(Stored items)
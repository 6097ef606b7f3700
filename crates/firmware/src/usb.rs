//! Binds the USB-MIDI bridge to embassy-usb's MIDI class.
//!
//! Transfers are requested through [`Signal`]s and carried out by one task per endpoint; each task reports back
//! through the device's completion callbacks.

use core::sync::atomic::{AtomicBool, Ordering};
use defmt::*;
use embassy_stm32::{peripherals, usb};
use embassy_sync::{blocking_mutex::raw::CriticalSectionRawMutex, signal::Signal};
use embassy_usb::{
    Handler, UsbDevice,
    class::midi::{Receiver, Sender},
    driver::EndpointError,
};
use serial_usb_midi_lib::usb::{
    Endpoints, InTransfer, MAX_PACKET_SIZE, TransferError, TransferStatus, UsbMidiBridge, UsbMidiDevice,
};

pub type UsbDriver = usb::Driver<'static, peripherals::USB_OTG_FS>;
pub type MidiDevice = UsbMidiDevice<'static, EmbassyEndpoints>;
pub type MidiBridge = UsbMidiBridge<'static, EmbassyEndpoints>;

static IN_REQUEST: Signal<CriticalSectionRawMutex, InTransfer> = Signal::new();
static OUT_REQUEST: Signal<CriticalSectionRawMutex, ()> = Signal::new();
static IN_BUSY: AtomicBool = AtomicBool::new(false);
static OUT_BUSY: AtomicBool = AtomicBool::new(false);

/// [`Endpoints`] backed by the endpoint tasks below.
pub struct EmbassyEndpoints;

impl Endpoints for EmbassyEndpoints {
    fn is_in_busy(&self) -> bool {
        IN_BUSY.load(Ordering::Acquire)
    }

    fn is_out_busy(&self) -> bool {
        OUT_BUSY.load(Ordering::Acquire)
    }

    fn start_in(&mut self, transfer: &InTransfer) {
        IN_BUSY.store(true, Ordering::Release);
        IN_REQUEST.signal(*transfer);
    }

    fn start_out(&mut self) {
        OUT_BUSY.store(true, Ordering::Release);
        OUT_REQUEST.signal(());
    }
}

fn transfer_status<T>(result: Result<T, EndpointError>) -> TransferStatus {
    match result {
        Ok(_) => Ok(()),
        Err(EndpointError::BufferOverflow) => Err(TransferError::BufferOverflow),
        Err(EndpointError::Disabled) => Err(TransferError::Disabled),
    }
}

/// Tracks whether the host has configured the device.
pub struct ConnectionMonitor {
    device: &'static MidiDevice,
}

impl ConnectionMonitor {
    pub fn new(device: &'static MidiDevice) -> Self {
        Self { device }
    }
}

impl Handler for ConnectionMonitor {
    fn enabled(&mut self, enabled: bool) {
        if !enabled {
            self.device.set_connected(false);
        }
    }

    fn reset(&mut self) {
        self.device.set_connected(false);
    }

    fn configured(&mut self, configured: bool) {
        self.device.set_connected(configured);
    }
}

#[embassy_executor::task]
pub async fn usb_task(mut usb: UsbDevice<'static, UsbDriver>) -> ! {
    usb.run().await
}

/// Carries out IN transfers (device to host).
#[embassy_executor::task]
pub async fn usb_in_task(mut sender: Sender<'static, UsbDriver>, device: &'static MidiDevice) -> ! {
    loop {
        let transfer = IN_REQUEST.wait().await;
        sender.wait_connection().await;
        let status = transfer_status(sender.write_packet(transfer.as_bytes()).await);
        IN_BUSY.store(false, Ordering::Release);
        device.in_complete(status);
    }
}

/// Carries out OUT transfers (host to device).
#[embassy_executor::task]
pub async fn usb_out_task(mut receiver: Receiver<'static, UsbDriver>, device: &'static MidiDevice) -> ! {
    let mut buf = [0; MAX_PACKET_SIZE];
    loop {
        OUT_REQUEST.wait().await;
        receiver.wait_connection().await;
        let result = receiver.read_packet(&mut buf).await;
        OUT_BUSY.store(false, Ordering::Release);
        match result {
            Ok(n) => device.out_complete(Ok(()), &buf[..n]),
            Err(error) => {
                debug!("USB OUT transfer ended: {}", error);
                device.out_complete(transfer_status(Err::<usize, _>(error)), &[]);
            }
        }
    }
}
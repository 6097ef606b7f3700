//! This module contains the device's fixed settings: how the serial port is framed, how deep each queue is, which
//! USB cable each function lives on, and how the device identifies itself to the host.

mod uart;
pub use uart::*;

mod usb_identity;
pub use usb_identity::*;

use crate::packet::CableNumber;

/// Number of slots in each serial port's transmit ring.
pub const MIDI_TX_FIFO_SIZE: usize = 64;

/// Number of slots in the ring of packets received from the USB host.
pub const USB_RX_FIFO_SIZE: usize = 64;

/// Number of slots in the ring of packets waiting to go to the USB host.
pub const USB_TX_FIFO_SIZE: usize = 64;

/// Assigns the device's functions to USB-MIDI cables.
#[derive(Debug, Clone, Copy, PartialEq, Eq)]
#[cfg_attr(feature = "defmt", derive(defmt::Format))]
pub struct Routing {
    /// Cable bridged to the serial MIDI port.
    pub serial_cable: CableNumber,
    /// Cable carrying control messages for the device itself (indicator LEDs).
    pub control_cable: CableNumber,
}

impl Default for Routing {
    fn default() -> Self {
        Self {
            serial_cable: CableNumber::CABLE_1,
            control_cable: CableNumber::CABLE_0,
        }
    }
}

*Task directions*
None of the records may be omitted; each is to be printed exactly.

*Answer to the exercise*
repository 6097ef606b7f3700
filename crates/firmware/src/usb.rs
//! Binds the USB-MIDI bridge to embassy-usb's MIDI class.
//!
//! Transfers are requested through [`Signal`]s and carried out by one task per endpoint; each task reports back
//! through the device's completion callbacks.

use core::sync::atomic::{AtomicBool, Ordering};
use defmt::*;
use embassy_stm32::{peripherals, usb};
use embassy_sync::{blocking_mutex::raw::CriticalSectionRawMutex, signal::Signal};
use embassy_usb::{
    Handler, UsbDevice,
    class::midi::{Receiver, Sender},
    driver::EndpointError,
};
use serial_usb_midi_lib::usb::{
    Endpoints, InTransfer, MAX_PACKET_SIZE, TransferError, TransferStatus, UsbMidiBridge, UsbMidiDevice,
};

pub type UsbDriver = usb::Driver<'static, peripherals::USB_OTG_FS>;
pub type MidiDevice = UsbMidiDevice<'static, EmbassyEndpoints>;
pub type MidiBridge = UsbMidiBridge<'static, EmbassyEndpoints>;

static IN_REQUEST: Signal<CriticalSectionRawMutex, InTransfer> = Signal::new();
static OUT_REQUEST: Signal<CriticalSectionRawMutex, ()> = Signal::new();
static IN_BUSY: AtomicBool = AtomicBool::new(false);
static OUT_BUSY: AtomicBool = AtomicBool::new(false);

/// [`Endpoints`] backed by the endpoint tasks below.
pub struct EmbassyEndpoints;

impl Endpoints for EmbassyEndpoints {
    fn is_in_busy(&self) -> bool {
        IN_BUSY.load(Ordering::Acquire)
    }

    fn is_out_busy(&self) -> bool {
        OUT_BUSY.load(Ordering::Acquire)
    }

    fn start_in(&mut self, transfer: &InTransfer) {
        IN_BUSY.store(true, Ordering::Release);
        IN_REQUEST.signal(*transfer);
    }

    fn start_out(&mut self) {
        OUT_BUSY.store(true, Ordering::Release);
        OUT_REQUEST.signal(());
    }
}

fn transfer_status<T>(result: Result<T, EndpointError>) -> TransferStatus {
    match result {
        Ok(_) => Ok(()),
        Err(EndpointError::BufferOverflow) => Err(TransferError::BufferOverflow),
        Err(EndpointError::Disabled) => Err(TransferError::Disabled),
    }
}

/// Tracks whether the host has configured the device.
pub struct ConnectionMonitor {
    device: &'static MidiDevice,
}

impl ConnectionMonitor {
    pub fn new(device: &'static MidiDevice) -> Self {
        Self { device }
    }
}

impl Handler for ConnectionMonitor {
    fn enabled(&mut self, enabled: bool) {
        if !enabled {
            self.device.set_connected(false);
        }
    }

    fn reset(&mut self) {
        self.device.set_connected(false);
    }

    fn configured(&mut self, configured: bool) {
        self.device.set_connected(configured);
    }
}

#[embassy_executor::task]
pub async fn usb_task(mut usb: UsbDevice<'static, UsbDriver>) -> ! {
    usb.run().await
}

/// Carries out IN transfers (device to host).
#[embassy_executor::task]
pub async fn usb_in_task(mut sender: Sender<'static, UsbDriver>, device: &'static MidiDevice) -> ! {
    loop {
        let transfer = IN_REQUEST.wait().await;
        sender.wait_connection().await;
        let status = transfer_status(sender.write_packet(transfer.as_bytes()).await);
        IN_BUSY.store(false, Ordering::Release);
        device.in_complete(status);
    }
}

/// Carries out OUT transfers (host to device).
#[embassy_executor::task]
pub async fn usb_out_task(mut receiver: Receiver<'static, UsbDriver>, device: &'static MidiDevice) -> ! {
    let mut buf = [0; MAX_PACKET_SIZE];
    loop {
        OUT_REQUEST.wait().await;
        receiver.wait_connection().await;
        let result = receiver.read_packet(&mut buf).await;
        OUT_BUSY.store(false, Ordering::Release);
        match result {
            Ok(n) => device.out_complete(Ok(()), &buf[..n]),
            Err(error) => {
                debug!("USB OUT transfer ended: {}", error);
                device.out_complete(transfer_status(Err::<usize, _>(error)), &[]);
            }
        }
    }
}
repository 6097ef606b7f3700
//! This module contains the device's fixed settings: how the serial port is framed, how deep each queue is, which
//! USB cable each function lives on, and how the device identifies itself to the host.

mod uart;
pub use uart::*;

mod usb_identity;
pub use usb_identity::*;

use crate::packet::CableNumber;

/// Number of slots in each serial port's transmit ring.
pub const MIDI_TX_FIFO_SIZE: usize = 64;

/// Number of slots in the ring of packets received from the USB host.
pub const USB_RX_FIFO_SIZE: usize = 64;

/// Number of slots in the ring of packets waiting to go to the USB host.
pub const USB_TX_FIFO_SIZE: usize = 64;

/// Assigns the device's functions to USB-MIDI cables.
#[derive(Debug, Clone, Copy, PartialEq, Eq)]
#[cfg_attr(feature = "defmt", derive(defmt::Format))]
pub struct Routing {
    /// Cable bridged to the serial MIDI port.
    pub serial_cable: CableNumber,
    /// Cable carrying control messages for the device itself (indicator LEDs).
    pub control_cable: CableNumber,
}

impl Default for Routing {
    fn default() -> Self {
        Self {
            serial_cable: CableNumber::CABLE_1,
            control_cable: CableNumber::CABLE_0,
        }
    }
}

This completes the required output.